Entrepreneurs are limited in what they can do, because we're not investing early enough to create the entrepreneurs of tomorrow. He said the Washington, D.C., economy has flourished by the growing presence of special interests seeking rent capture. "That's not a productivity business," he said. "It leaves behind an underinvestment in young people to create the entrepreneurs, the business leaders and the productivity of tomorrow."

More and more people feel entitled to what they're getting, rather than feeling that what they get has to be earned. An interviewer noted that people now seem to feel less discomfort with collecting a paycheck whether or not they've earned it.

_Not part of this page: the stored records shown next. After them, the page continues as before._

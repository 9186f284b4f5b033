use bcd_ir::IrError;
use thiserror::Error;

#[derive(Debug, Error)]
pub enum DecompileError {
    #[error("Jump at instruction {index} targets unresolved label L{label}")]
    UnresolvedLabel { label: u32, index: usize },

    #[error("Conditional at instruction {break_point} has no simple form: {reason}")]
    ConditionShape {
        break_point: usize,
        reason: &'static str,
    },

    #[error("Conditional at instruction {break_point} jumps outside its condition chain")]
    ConditionEdgeEscapes { break_point: usize },

    #[error("No region end for branch at instruction {break_point}, control flow is not reducible")]
    IrreducibleControlFlow { break_point: usize },

    #[error("Unresolved conditional at instruction {break_point} inside a structured body")]
    UnresolvedConditional { break_point: usize },

    #[error("Operand stack underflow at instruction {index}")]
    StackUnderflow { index: usize },

    #[error("Unexpected operand at instruction {index}: expected {expected}")]
    OperandShape {
        index: usize,
        expected: &'static str,
    },

    #[error("Unsupported instruction {mnemonic} at {index}")]
    UnsupportedInstruction {
        index: usize,
        mnemonic: &'static str,
    },

    #[error(transparent)]
    Ir(#[from] IrError),
}

pub type Result<T> = std::result::Result<T, DecompileError>;
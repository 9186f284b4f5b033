mod common;

use bcd_decompiler::DecompileError;
use bcd_ir::expr::Expr;
use bcd_ir::instruction::{ArithOp, Insn, ValueKind};
use bcd_ir::stmt::Stmt;
use common::*;

fn returned(stmt: &Stmt) -> &Expr {
    match stmt {
        Stmt::Return(Some(e)) => e,
        other => panic!("expected a value return, got {other:?}"),
    }
}

#[test]
fn constructor_call_fuses_with_new() {
    let stmts = decompile(vec![
        Insn::New("java/util/ArrayList".to_string()),
        Insn::Dup,
        invokespecial("java/util/ArrayList", "<init>", "()V"),
        astore(1),
        vreturn(),
    ]);
    match &stmts[0] {
        Stmt::LocalAssign { value, .. } => {
            assert!(matches!(**value, Expr::New { .. }));
            assert_eq!(value.to_string(), "new java.util.ArrayList()");
        }
        other => panic!("expected assignment, got {other:?}"),
    }
}

#[test]
fn discarded_construction_is_kept() {
    let stmts = decompile(vec![
        Insn::New("Foo".to_string()),
        Insn::Dup,
        iconst(3),
        invokespecial("Foo", "<init>", "(I)V"),
        Insn::Pop,
        vreturn(),
    ]);
    assert_eq!(stmts.len(), 2);
    assert_eq!(invoked(&stmts[0]), "new Foo(3)");
}

#[test]
fn string_builder_chain_collapses() {
    let sb = "java/lang/StringBuilder";
    let stmts = decompile(vec![
        Insn::New(sb.to_string()),
        Insn::Dup,
        invokespecial(sb, "<init>", "()V"),
        ldc("n="),
        invokevirtual(sb, "append", "(Ljava/lang/String;)Ljava/lang/StringBuilder;"),
        iload(1),
        invokevirtual(sb, "append", "(I)Ljava/lang/StringBuilder;"),
        invokevirtual(sb, "toString", "()Ljava/lang/String;"),
        Insn::Return(Some(ValueKind::Reference)),
    ]);
    let value = returned(&stmts[0]);
    assert!(matches!(value, Expr::StringConcat(parts) if parts.len() == 2));
    assert_eq!(value.to_string(), "\"n=\" + local1");
}

#[test]
fn arithmetic_keeps_operand_order() {
    let stmts = decompile(vec![
        iload(1),
        iload(2),
        Insn::Arith(ArithOp::Sub, ValueKind::Int),
        iconst(2),
        Insn::Arith(ArithOp::Mul, ValueKind::Int),
        Insn::Return(Some(ValueKind::Int)),
    ]);
    assert_eq!(returned(&stmts[0]).to_string(), "((local1 - local2) * 2)");
}

#[test]
fn constant_array_initializer_folds() {
    let stmts = decompile(vec![
        iconst(2),
        Insn::NewArray("I".to_string()),
        Insn::Dup,
        iconst(0),
        iconst(7),
        Insn::ArrayStore(ValueKind::Int),
        Insn::Dup,
        iconst(1),
        iconst(9),
        Insn::ArrayStore(ValueKind::Int),
        astore(1),
        vreturn(),
    ]);
    assert_eq!(stmts.len(), 2);
    match &stmts[0] {
        Stmt::LocalAssign { value, .. } => assert_eq!(value.to_string(), "new int[] {7, 9}"),
        other => panic!("expected assignment, got {other:?}"),
    }
}

#[test]
fn swap_reorders_operands() {
    let stmts = decompile(vec![
        iload(1),
        iload(2),
        Insn::Swap,
        Insn::Arith(ArithOp::Sub, ValueKind::Int),
        Insn::Return(Some(ValueKind::Int)),
    ]);
    assert_eq!(returned(&stmts[0]).to_string(), "(local2 - local1)");
}

#[test]
fn pop_on_empty_stack_underflows() {
    let err = try_decompile(vec![Insn::Pop, vreturn()]).unwrap_err();
    assert!(matches!(err, DecompileError::StackUnderflow { index: 0 }), "got {err}");
}

#[test]
fn monitors_are_rejected() {
    let err = try_decompile(vec![aload(0), Insn::MonitorEnter, vreturn()]).unwrap_err();
    assert!(
        matches!(
            err,
            DecompileError::UnsupportedInstruction {
                index: 1,
                mnemonic: "monitorenter"
            }
        ),
        "got {err}"
    );
}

Adams said managers and leaders must tell people that being a public employee is a public trust: it's your obligation to deliver equal to what's being given to you. "When public employees become a major political block, voting to ensure that what they get continues on their terms," he said, "the system has become corrupted."

Smaller cities in Minnesota have their own economies. Adams said the Rochester region, the Marshall region, the Duluth region and the Roseau region are all smaller versions of the Twin Cities, with their own economies. He noted that Rochester, for example, has an economy, but he asked how much of that economy is based on quality research that's improving the effectiveness and efficiency of health care down the road and how much is based on doing routine, overpriced medical procedures.

Governments could be required to have balance sheets. Adams said the Government Accounting Standards Board is "inching" into that in the transportation area. He said it's important to think in balance sheet terms: is it improving or declining? "If it's improving because we're doing a better job of competing with the rest of the world by supporting ourselves in honest ways, that's good," he said. "If we're competing because we've learned how to rip off the rest of the world, that's bad. It's not long-term competitiveness."

Agriculture is one of Minnesota's major industries. Adams said when it's done well, that is, with the agricultural producers absorbing the full costs of their production, it's a big part of the economy. "They're doing great if they're not polluting, if they're not leaving toxic things behind and if they're not creating too much monoculture, so that we create a bad situation down the road," he said.